## The problem
Return each line in the records below that includes "Some".

┄┄┄┄┄┄┄┄┄┄

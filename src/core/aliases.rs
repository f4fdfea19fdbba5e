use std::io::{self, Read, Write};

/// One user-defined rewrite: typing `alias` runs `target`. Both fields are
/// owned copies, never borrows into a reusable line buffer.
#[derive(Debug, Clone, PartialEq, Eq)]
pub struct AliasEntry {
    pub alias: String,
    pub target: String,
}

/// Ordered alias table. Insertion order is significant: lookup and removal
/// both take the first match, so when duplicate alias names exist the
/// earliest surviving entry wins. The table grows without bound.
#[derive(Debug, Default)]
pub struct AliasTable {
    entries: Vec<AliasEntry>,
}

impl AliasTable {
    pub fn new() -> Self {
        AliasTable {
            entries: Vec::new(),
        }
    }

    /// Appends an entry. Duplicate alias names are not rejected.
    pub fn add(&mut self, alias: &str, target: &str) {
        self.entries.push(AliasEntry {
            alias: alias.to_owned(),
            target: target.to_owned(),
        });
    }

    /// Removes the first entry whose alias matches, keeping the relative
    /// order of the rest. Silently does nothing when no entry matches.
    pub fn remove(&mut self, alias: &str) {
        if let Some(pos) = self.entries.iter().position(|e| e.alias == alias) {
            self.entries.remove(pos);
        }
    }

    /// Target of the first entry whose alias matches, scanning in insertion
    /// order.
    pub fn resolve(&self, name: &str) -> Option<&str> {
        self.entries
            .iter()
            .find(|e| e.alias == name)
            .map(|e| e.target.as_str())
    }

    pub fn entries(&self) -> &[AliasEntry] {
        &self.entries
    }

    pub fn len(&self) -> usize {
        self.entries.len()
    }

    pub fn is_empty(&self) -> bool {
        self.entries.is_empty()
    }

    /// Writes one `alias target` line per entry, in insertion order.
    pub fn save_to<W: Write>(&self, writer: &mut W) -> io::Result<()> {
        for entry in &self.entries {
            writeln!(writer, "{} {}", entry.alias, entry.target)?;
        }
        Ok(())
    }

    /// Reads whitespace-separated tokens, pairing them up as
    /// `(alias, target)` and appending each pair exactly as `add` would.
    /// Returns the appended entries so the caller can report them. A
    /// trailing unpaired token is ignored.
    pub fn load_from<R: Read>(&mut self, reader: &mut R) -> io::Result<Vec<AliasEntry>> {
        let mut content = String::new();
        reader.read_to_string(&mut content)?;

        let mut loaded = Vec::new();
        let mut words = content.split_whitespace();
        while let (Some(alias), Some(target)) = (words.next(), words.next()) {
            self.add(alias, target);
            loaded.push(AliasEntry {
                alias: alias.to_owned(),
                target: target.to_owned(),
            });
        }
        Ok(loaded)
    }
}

┄┄┄┄┄┄┄┄┄┄

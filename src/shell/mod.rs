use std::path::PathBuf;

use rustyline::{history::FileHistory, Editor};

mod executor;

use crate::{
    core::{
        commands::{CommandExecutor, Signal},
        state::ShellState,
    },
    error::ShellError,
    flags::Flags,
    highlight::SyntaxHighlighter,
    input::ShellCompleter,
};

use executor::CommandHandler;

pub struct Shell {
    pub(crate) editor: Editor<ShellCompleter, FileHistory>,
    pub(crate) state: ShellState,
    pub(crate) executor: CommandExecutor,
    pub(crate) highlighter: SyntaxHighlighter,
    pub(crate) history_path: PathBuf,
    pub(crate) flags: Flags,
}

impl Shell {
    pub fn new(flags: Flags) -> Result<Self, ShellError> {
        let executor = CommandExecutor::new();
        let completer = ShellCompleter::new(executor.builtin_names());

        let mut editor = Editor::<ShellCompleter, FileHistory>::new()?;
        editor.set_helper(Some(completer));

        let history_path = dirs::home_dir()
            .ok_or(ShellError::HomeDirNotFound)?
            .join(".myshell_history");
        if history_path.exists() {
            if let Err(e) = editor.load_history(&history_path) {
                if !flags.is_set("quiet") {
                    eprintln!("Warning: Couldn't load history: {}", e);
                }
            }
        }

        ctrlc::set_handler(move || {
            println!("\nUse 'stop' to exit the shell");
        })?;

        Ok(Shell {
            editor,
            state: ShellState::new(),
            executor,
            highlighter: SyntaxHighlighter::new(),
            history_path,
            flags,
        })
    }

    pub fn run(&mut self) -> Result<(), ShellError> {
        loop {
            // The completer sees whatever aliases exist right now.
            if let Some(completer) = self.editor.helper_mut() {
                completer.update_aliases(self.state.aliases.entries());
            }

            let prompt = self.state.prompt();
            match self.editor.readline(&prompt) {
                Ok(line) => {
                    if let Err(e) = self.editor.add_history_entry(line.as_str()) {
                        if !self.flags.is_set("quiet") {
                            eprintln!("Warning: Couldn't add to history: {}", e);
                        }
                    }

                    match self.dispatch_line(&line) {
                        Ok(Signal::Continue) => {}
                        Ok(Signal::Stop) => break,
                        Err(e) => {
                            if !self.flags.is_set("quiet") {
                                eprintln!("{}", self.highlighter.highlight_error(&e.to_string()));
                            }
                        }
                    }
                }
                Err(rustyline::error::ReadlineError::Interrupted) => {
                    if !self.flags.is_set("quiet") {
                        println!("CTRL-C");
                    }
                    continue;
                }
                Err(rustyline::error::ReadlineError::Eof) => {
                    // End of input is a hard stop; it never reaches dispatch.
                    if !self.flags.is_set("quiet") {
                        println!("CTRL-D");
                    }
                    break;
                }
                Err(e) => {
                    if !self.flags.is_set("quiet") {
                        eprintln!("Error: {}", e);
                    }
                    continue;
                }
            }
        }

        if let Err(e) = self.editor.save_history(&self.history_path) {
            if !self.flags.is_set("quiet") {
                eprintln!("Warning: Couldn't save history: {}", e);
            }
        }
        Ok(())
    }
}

┄┄┄┄┄┄┄┄┄┄

## Task output
        if let Some(pos) = self.entries.iter().position(|e| e.alias == alias) {
        while let (Some(alias), Some(target)) = (words.next(), words.next()) {
        editor.set_helper(Some(completer));
            if let Some(completer) = self.editor.helper_mut() {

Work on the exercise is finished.